Pod Bydgoszczą znaleziono niezidentyfikowane jak dotąd szczątki obiektu wojskowego. Sprawą zajął się min. Zbigniew Ziobro.
Do niecodziennego zdarzenia doszło we wtorek (25 kwietnia). W lesie w okolicach Zamościa pod Bydgoszczą pojawiło się mnóstwo służb. Teren zabezpieczały m.in. policja i Żandarmeria Wojskowa.
Jak podaje Fakt, w lesie znaleziono szczątku powietrznego obiektu wojskowego.
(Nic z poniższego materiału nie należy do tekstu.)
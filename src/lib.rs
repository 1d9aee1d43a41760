//! animpipe - frame-by-frame decoding, compositing and cross-thread delivery
//! for animated raster images (GIF/APNG-style).
//!
//! Callers repeatedly ask an [`AnimatedImage`] for "the next frame". Each
//! request is composited against prior frames according to per-frame
//! disposal rules on a dedicated decode thread, materialized into a
//! displayable image, and delivered back to the caller's result thread.
//! Bitstream decoding and GPU upload stay behind the [`FrameSource`] and
//! [`ImageMaterializer`] seams.

pub mod buffer;
pub mod compositor;
pub mod cursor;
pub mod error;
pub mod materialize;
pub mod pipeline;
pub mod schedule;
pub mod source;

pub use buffer::PixelBuffer;
pub use error::FrameError;
pub use materialize::{CpuImage, CpuMaterializer, ImageMaterializer};
pub use pipeline::{AnimatedImage, FrameResponse};
pub use schedule::{DecodeWorker, TaskQueue, TaskSender};
pub use source::{
    AlphaMode, DisposalMethod, FrameInfo, FrameSource, ImageDescriptor, PlayCount, Rect,
};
Takie informacje potwierdził też jeden z ministrów.
- Wydział Wojskowy Prokuratury Okręgowej w Gdańsku, pod nadzorem Prokuratury Krajowej, wszczął postępowanie w sprawie szczątków powietrznego obiektu wojskowego znalezionego w lesie kilkanaście kilometrów od Bydgoszczy. Miejsce zdarzenia oprócz prokuratorów badają wojskowi eksperci, policja, żandarmeria i przedstawiciele SKW
- napisał na Twiiterze Zbigniew Ziobro.
Jak z kolei podaje tabloid, w lesie znaleziono dużej wielkości dziurę przypominającą otwór być może nawet po bombie. W środę (26 kwietnia) podejrzane szczątki zostały jednak wywiezione. O szczegółach akcji jednak nikt nie chciał się wypowiadać.
Całe zdarzenia nie ma jednak zagrażać bezpieczeństwo kraju.
- W okolicach miejscowości Zamość ok. 15 km od Bydgoszczy znaleziono szczątki niezidentyfikowanego obiektu wojskowego. Sytuacja nie zagraża bezpieczeństwu mieszkańców. Miejsce znaleziska badają funkcjonariusze Policji, Żandarmerii Wojskowej oraz saperzy
- przekazało Ministerstwo Obrony Narodowej.